>>

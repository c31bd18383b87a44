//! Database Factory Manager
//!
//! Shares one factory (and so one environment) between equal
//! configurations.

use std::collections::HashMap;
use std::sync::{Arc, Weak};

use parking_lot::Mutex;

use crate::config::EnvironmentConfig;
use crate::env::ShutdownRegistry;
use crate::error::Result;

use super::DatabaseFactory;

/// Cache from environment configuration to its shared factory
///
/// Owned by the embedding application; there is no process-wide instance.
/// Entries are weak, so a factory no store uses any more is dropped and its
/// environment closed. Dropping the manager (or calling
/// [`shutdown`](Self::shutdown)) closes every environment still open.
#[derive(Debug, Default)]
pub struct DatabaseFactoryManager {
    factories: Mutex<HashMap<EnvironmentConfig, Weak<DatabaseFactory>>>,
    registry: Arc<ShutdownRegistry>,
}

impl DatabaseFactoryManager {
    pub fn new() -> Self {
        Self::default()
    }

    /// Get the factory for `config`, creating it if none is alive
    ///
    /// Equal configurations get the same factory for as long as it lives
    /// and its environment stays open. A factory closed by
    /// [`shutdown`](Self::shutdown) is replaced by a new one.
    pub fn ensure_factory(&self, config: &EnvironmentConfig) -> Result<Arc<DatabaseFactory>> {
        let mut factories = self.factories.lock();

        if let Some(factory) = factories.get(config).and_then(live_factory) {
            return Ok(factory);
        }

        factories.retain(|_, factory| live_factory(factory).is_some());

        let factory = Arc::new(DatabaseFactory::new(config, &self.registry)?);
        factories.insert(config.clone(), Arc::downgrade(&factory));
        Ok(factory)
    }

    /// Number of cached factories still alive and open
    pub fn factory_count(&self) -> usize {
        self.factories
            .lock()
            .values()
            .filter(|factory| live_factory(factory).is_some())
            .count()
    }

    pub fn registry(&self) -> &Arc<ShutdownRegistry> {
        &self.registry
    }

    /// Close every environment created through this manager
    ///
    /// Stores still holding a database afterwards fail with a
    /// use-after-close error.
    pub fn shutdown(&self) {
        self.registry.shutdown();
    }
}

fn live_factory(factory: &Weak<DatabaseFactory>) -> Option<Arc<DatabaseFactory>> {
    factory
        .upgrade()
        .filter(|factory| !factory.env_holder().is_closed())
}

<<
>>

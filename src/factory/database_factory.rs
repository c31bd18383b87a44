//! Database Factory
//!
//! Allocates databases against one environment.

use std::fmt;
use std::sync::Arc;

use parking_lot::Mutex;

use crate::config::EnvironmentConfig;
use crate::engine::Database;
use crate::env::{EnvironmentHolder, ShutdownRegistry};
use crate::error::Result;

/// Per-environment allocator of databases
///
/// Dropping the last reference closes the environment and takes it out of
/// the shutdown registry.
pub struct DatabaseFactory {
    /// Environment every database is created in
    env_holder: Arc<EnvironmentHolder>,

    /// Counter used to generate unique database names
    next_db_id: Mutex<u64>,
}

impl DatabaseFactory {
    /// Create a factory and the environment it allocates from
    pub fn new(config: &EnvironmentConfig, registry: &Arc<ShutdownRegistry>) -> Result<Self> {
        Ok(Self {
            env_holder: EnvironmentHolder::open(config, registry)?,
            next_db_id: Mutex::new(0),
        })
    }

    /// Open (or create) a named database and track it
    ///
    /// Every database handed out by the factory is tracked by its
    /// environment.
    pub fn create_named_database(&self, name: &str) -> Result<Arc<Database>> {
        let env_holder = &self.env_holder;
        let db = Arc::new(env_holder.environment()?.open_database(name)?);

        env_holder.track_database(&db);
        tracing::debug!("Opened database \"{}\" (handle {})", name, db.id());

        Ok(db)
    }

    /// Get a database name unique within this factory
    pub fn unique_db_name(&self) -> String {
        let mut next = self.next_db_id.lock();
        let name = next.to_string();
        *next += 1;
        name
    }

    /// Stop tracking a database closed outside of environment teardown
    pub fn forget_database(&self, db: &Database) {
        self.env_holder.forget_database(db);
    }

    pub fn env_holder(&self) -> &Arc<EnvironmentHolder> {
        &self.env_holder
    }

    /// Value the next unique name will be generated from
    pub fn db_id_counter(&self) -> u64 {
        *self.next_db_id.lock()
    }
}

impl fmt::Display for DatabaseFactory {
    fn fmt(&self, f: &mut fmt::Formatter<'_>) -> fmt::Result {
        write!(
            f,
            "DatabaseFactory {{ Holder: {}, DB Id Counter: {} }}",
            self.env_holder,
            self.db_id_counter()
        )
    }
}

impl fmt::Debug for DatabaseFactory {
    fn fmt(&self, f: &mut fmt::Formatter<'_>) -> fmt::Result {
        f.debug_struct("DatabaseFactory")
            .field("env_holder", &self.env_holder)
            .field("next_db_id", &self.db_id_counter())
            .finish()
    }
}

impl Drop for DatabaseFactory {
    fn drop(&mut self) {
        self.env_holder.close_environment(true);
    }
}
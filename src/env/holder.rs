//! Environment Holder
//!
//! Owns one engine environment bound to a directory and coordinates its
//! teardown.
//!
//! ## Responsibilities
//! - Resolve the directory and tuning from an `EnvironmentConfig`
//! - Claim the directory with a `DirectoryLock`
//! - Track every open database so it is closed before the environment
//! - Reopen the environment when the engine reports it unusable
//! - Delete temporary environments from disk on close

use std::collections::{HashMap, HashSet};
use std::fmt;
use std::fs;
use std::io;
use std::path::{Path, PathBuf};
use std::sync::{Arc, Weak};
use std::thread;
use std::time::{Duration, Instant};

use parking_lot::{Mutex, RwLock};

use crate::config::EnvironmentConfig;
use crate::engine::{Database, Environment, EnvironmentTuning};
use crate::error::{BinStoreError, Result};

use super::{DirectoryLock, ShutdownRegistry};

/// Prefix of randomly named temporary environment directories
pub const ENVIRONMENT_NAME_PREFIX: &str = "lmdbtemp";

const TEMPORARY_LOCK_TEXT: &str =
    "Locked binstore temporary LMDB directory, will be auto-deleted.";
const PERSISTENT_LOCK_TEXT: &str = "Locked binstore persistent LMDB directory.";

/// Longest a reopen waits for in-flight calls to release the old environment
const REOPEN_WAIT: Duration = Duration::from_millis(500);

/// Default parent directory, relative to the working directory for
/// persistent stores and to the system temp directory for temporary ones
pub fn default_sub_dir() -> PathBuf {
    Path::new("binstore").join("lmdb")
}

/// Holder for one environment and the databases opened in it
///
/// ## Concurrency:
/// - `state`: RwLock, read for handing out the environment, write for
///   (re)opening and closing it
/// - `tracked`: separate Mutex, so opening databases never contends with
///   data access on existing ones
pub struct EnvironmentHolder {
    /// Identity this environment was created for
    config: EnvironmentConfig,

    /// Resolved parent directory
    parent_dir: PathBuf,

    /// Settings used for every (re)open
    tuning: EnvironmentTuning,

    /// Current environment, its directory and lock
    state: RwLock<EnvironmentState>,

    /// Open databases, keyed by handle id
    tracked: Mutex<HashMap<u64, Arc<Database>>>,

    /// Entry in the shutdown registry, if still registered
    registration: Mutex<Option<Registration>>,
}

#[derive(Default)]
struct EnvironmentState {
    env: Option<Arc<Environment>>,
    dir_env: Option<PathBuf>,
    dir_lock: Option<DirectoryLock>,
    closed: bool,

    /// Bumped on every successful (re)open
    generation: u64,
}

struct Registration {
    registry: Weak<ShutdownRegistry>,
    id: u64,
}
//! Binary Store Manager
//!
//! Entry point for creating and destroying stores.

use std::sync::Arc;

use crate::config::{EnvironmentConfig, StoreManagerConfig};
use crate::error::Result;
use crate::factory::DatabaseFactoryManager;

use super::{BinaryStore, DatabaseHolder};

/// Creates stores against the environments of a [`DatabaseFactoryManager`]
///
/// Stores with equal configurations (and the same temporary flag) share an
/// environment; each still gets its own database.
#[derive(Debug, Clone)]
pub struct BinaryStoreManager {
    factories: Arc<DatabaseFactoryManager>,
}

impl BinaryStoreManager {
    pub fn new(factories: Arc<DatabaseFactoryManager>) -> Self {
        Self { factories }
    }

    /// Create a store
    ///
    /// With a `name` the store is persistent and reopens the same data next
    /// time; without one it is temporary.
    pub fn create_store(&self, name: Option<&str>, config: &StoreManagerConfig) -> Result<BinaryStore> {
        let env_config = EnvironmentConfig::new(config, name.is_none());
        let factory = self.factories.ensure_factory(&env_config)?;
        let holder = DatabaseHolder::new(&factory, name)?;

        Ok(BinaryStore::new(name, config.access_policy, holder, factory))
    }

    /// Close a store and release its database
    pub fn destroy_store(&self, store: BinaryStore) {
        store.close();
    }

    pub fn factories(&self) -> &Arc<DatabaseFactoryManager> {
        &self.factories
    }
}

<<

• _EXERCISE_:
Output exactly one stretch of the listing: from the line containing "- Claim the" through the line containing "environment, write for", both end lines included.

• _ANSWER BOX_:
//! - Claim the directory with a `DirectoryLock`
//! - Track every open database so it is closed before the environment
//! - Reopen the environment when the engine reports it unusable
//! - Delete temporary environments from disk on close

use std::collections::{HashMap, HashSet};
use std::fmt;
use std::fs;
use std::io;
use std::path::{Path, PathBuf};
use std::sync::{Arc, Weak};
use std::thread;
use std::time::{Duration, Instant};

use parking_lot::{Mutex, RwLock};

use crate::config::EnvironmentConfig;
use crate::engine::{Database, Environment, EnvironmentTuning};
use crate::error::{BinStoreError, Result};

use super::{DirectoryLock, ShutdownRegistry};

/// Prefix of randomly named temporary environment directories
pub const ENVIRONMENT_NAME_PREFIX: &str = "lmdbtemp";

const TEMPORARY_LOCK_TEXT: &str =
    "Locked binstore temporary LMDB directory, will be auto-deleted.";
const PERSISTENT_LOCK_TEXT: &str = "Locked binstore persistent LMDB directory.";

/// Longest a reopen waits for in-flight calls to release the old environment
const REOPEN_WAIT: Duration = Duration::from_millis(500);

/// Default parent directory, relative to the working directory for
/// persistent stores and to the system temp directory for temporary ones
pub fn default_sub_dir() -> PathBuf {
    Path::new("binstore").join("lmdb")
}

/// Holder for one environment and the databases opened in it
///
/// ## Concurrency:
/// - `state`: RwLock, read for handing out the environment, write for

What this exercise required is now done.